The rising cost and unfunded liabilities of public pension systems and retiree health plans have become a matter of increasing public concern in recent years. Estimates of the amount by which public pension plans are underfunded range as high as $3 Trillion, raising concerns about the ability of state and local governments to make good on their promises to workers and retirees while continuing to provide the level of services expected by taxpayers.
In The Economics of State and Local Public Pensions (NBER Working Paper 16792), researchers Jeffrey Brown , Robert Clark , and Joshua Rauh provide an economics-based perspective on the financial aspects of state and local pension plans in the U.S., drawing on work by numerous researchers for an NBER research program on this topic.
The vast majority of public sector workers are covered by employer-sponsored defined benefit (DB) pension plans and by retiree health insurance plans. The situation is markedly different in the private sector, where only 15% of non-unionized workers have DB plans and over one-third have no access to any retirement plan; access to retiree health insurance in the private sector is also rare. Public sector pensions tend to have higher benefits and lower retirement ages than private sector plans.
Compared to defined contribution (DC) plans, which are automatically fully funded, whether DB plans are fully funded is a matter of how much money has been put into the plan, how the plan's investments have fared, and what future benefits are expected to be. While virtually everyone agrees that public pension plans are underfunded, there is a surprising amount of disagreement about the size of the liabilities.
The main issue is the choice of the appropriate rate to use to discount future benefits back to the present. Most economists and finance scholars believe that the appropriate rate is one that reflects the risk of the cash flows being discounted and that this rate is in the range of 4 percent. Many plan administrators, policy makers, and labor unions, by contrast, prefer to use the expected rate of return on plan assets and suggest a rate of 7 to 9 percent. Using the (inappropriately) higher discount rate, unfunded liabilities are estimated to be only $800 Billion, versus $3 Trillion using the lower rate.
Whether full funding is optimal is in fact a matter of some dispute. Some scholars argue that each generation of taxpayers should pay the full cost of the public services it receives and worry that governments may give employees overly generous pensions in lieu of current wages in order to transfer the burden of paying for services on to future generations. But others point out that full funding could lead politicians to raise benefits when funding levels are high, ignoring the fact that they may not be able to reduce them when levels are lower. Still others, more provocatively, have suggested that under certain conditions, governments should not fund plans at all and instead pay for all retiree benefits out of current tax revenues.
There is also debate on the question of how public pension plans should invest their assets. While some suggest that an all-bond portfolio is most appropriate and would insulate plans from fluctuations in interest rates and equity markets, others argue for a portfolio with some equity holdings since pension liabilities depend on wage growth, which may be correlated with equity returns.

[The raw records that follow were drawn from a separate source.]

//! The create-form flow composed with a store reload, the way a modal
//! "add record" dialog drives them.

use async_trait::async_trait;
use sphere_core::{
    error::{FormError, GatewayError, ValidationErrors},
    fixtures::{InMemoryGateway, SampleRecord},
    form::{FormFlow, FormState, SubmitTarget, Validate},
    store::RemoteCollectionStore,
};
use testresult::TestResult;

#[derive(Debug, Clone, Default)]
struct RecordDraft {
    name: String,
    tag: String,
}

impl Validate for RecordDraft {
    fn validate(&self) -> Result<(), ValidationErrors> {
        let mut errors = ValidationErrors::new();
        if self.name.trim().is_empty() {
            errors.push("name", "Name is required");
        }
        errors.into_result()
    }
}

/// Create endpoint over the fixture gateway.
struct CreateTarget<'a> {
    gateway: &'a InMemoryGateway<SampleRecord>,
}

#[async_trait]
impl SubmitTarget<RecordDraft, SampleRecord> for CreateTarget<'_> {
    async fn submit(&self, draft: RecordDraft) -> Result<SampleRecord, GatewayError> {
        let id = i64::try_from(self.gateway.records().len()).unwrap_or(0) + 1;
        let created = SampleRecord::new(id, &draft.name, &draft.tag);
        self.gateway.push(created.clone());
        Ok(created)
    }
}

#[tokio::test]
async fn successful_create_reset_and_reload() -> TestResult {
    let gateway = InMemoryGateway::new(vec![SampleRecord::new(1, "disco sphere", "decor")]);
    let target = CreateTarget { gateway: &gateway };
    let mut store: RemoteCollectionStore<SampleRecord> = RemoteCollectionStore::new();
    let mut form: FormFlow<RecordDraft> = FormFlow::new();

    form.update(|d| {
        d.name = "fog machine".to_string();
        d.tag = "effects".to_string();
    });
    let created = form.submit(&target).await?;

    // Success resets the draft; the completion step reloads the store.
    assert_eq!(form.state(), FormState::Idle, "modal closes");
    assert!(form.draft().name.is_empty(), "draft reset to defaults");

    store.load(&gateway).await?;
    assert!(
        store.get(created.id).is_some(),
        "reloaded collection contains the created record"
    );

    Ok(())
}

#[tokio::test]
async fn invalid_draft_never_reaches_the_gateway() -> TestResult {
    let gateway = InMemoryGateway::new(Vec::new());
    let target = CreateTarget { gateway: &gateway };
    let mut form: FormFlow<RecordDraft> = FormFlow::new();

    form.update(|d| d.tag = "effects".to_string());
    let result = form.submit(&target).await;

    assert!(
        matches!(result, Err(FormError::Invalid(_))),
        "blank name fails the schema"
    );
    assert!(gateway.records().is_empty(), "nothing was created");
    assert_eq!(form.draft().tag, "effects", "draft preserved for fixing");

    Ok(())
}
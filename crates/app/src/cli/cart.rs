//! The local cart and checkout.
//!
//! The cart is client-only state; between invocations it lives in a JSON
//! file next to the session blob.

use std::fs;
use std::path::Path;

use clap::{Args, Subcommand};
use sphere_app::{
    cart::{Cart, CartLine},
    catalog::ProductId,
    config::AppConfig,
    context::AppContext,
};
use tabled::{Table, Tabled};

use super::CliError;

#[derive(Debug, Args)]
pub struct CartCommand {
    #[command(subcommand)]
    command: CartSubcommand,
}

#[derive(Debug, Subcommand)]
enum CartSubcommand {
    /// Add a product to the cart
    Add(AddArgs),
    /// Remove a product from the cart
    Remove(LineArgs),
    /// Increase a line's quantity by one
    Increment(LineArgs),
    /// Decrease a line's quantity by one (never below 1)
    Decrement(LineArgs),
    /// Show the cart and its total
    Show,
    /// Place an order for the cart's contents
    Checkout,
    /// Empty the cart
    Clear,
}

#[derive(Debug, Args)]
struct AddArgs {
    /// Product id to add
    product_id: i64,

    /// Quantity for the line
    #[arg(long, default_value_t = 1)]
    quantity: u32,
}

#[derive(Debug, Args)]
struct LineArgs {
    /// Product id of the cart line
    product_id: i64,
}

#[derive(Tabled)]
struct LineRow {
    id: i64,
    name: String,
    quantity: u32,
    subtotal: String,
}

impl From<&CartLine> for LineRow {
    fn from(line: &CartLine) -> Self {
        Self {
            id: line.product.id.into_raw(),
            name: line.product.name.clone(),
            quantity: line.quantity,
            subtotal: format!("Ksh. {}", line.subtotal()),
        }
    }
}

fn load_cart(path: &Path) -> Cart {
    let Ok(text) = fs::read_to_string(path) else {
        return Cart::new();
    };
    match serde_json::from_str(&text) {
        Ok(cart) => cart,
        Err(error) => {
            tracing::warn!(error = %error, "ignoring corrupt cart file");
            Cart::new()
        }
    }
}

fn save_cart(path: &Path, cart: &Cart) -> Result<(), CliError> {
    if let Some(parent) = path.parent() {
        fs::create_dir_all(parent)?;
    }
    fs::write(path, serde_json::to_string_pretty(cart)?)?;
    Ok(())
}

pub async fn run(
    ctx: &AppContext,
    config: &AppConfig,
    command: CartCommand,
) -> Result<(), CliError> {
    let mut cart = load_cart(&config.cart_file);

    match command.command {
        CartSubcommand::Add(args) => {
            let mut catalog = ctx.catalog();
            catalog.load().await?;

            let id = ProductId::from_raw(args.product_id);
            let product = catalog
                .products()
                .iter()
                .find(|product| product.id == id)
                .cloned()
                .ok_or("no such product")?;

            cart.add(product);
            cart.set_quantity(id, args.quantity);
            save_cart(&config.cart_file, &cart)?;
            println!("added product {id} to the cart");
        }
        CartSubcommand::Remove(args) => {
            cart.remove(ProductId::from_raw(args.product_id));
            save_cart(&config.cart_file, &cart)?;
            println!("removed product {} from the cart", args.product_id);
        }
        CartSubcommand::Increment(args) => {
            cart.increment(ProductId::from_raw(args.product_id));
            save_cart(&config.cart_file, &cart)?;
        }
        CartSubcommand::Decrement(args) => {
            cart.decrement(ProductId::from_raw(args.product_id));
            save_cart(&config.cart_file, &cart)?;
        }
        CartSubcommand::Show => {
            let rows: Vec<LineRow> = cart.lines().iter().map(LineRow::from).collect();
            println!("{}", Table::new(rows));
            println!("total: Ksh. {}", cart.total());
        }
        CartSubcommand::Checkout => {
            let order = ctx.orders().place(&cart).await?;
            cart.clear();
            save_cart(&config.cart_file, &cart)?;
            println!(
                "order {} placed, total Ksh. {}",
                order.id, order.total_amount
            );
        }
        CartSubcommand::Clear => {
            cart.clear();
            save_cart(&config.cart_file, &cart)?;
            println!("cart emptied");
        }
    }

    Ok(())
}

Although it is not clear exactly how much of a public pension plan's portfolio should be invested in equities, it appears that many plans are taking on too much risk - the typical portfolio has only one-quarter of its assets in fixed income securities and the remainder in equities and similarly risky investments. Evidence suggests that managers of public plans take more risk if their plan has recently performed poorly, if managers use a higher discount rate to calculate liabilities, and if the plan has more plan participants represented on its Board of Trustees.
The recent economic crisis has worsened the funding situation of many public pension plans, as a result of their heavy investment in equities. Yet portfolio allocation is far from the only cause of the problem - a history of failing to make sufficient annual contributions and of increasing benefits during good times have also helped to create the unfunded liabilities.
To solve their funding problems, state and local governments must either dedicate new revenue to their pension systems or cut benefits. However, a number of states appear to be constitutionally constrained in their ability to reduce benefits by a "non-impairment" clause. Even in states without such a clause, courts have interpreted employment contracts as providing pension protection, at least for benefits accrued to date. Some states have responded by creating a two-tier system with lower benefits for new employees, a move that may hurt their ability to recruit high-quality workers. However, studies suggest that even significant cuts in benefits will be insufficient to close the funding gap, suggesting that taxpayers will ultimately bear the brunt of legacy pension costs.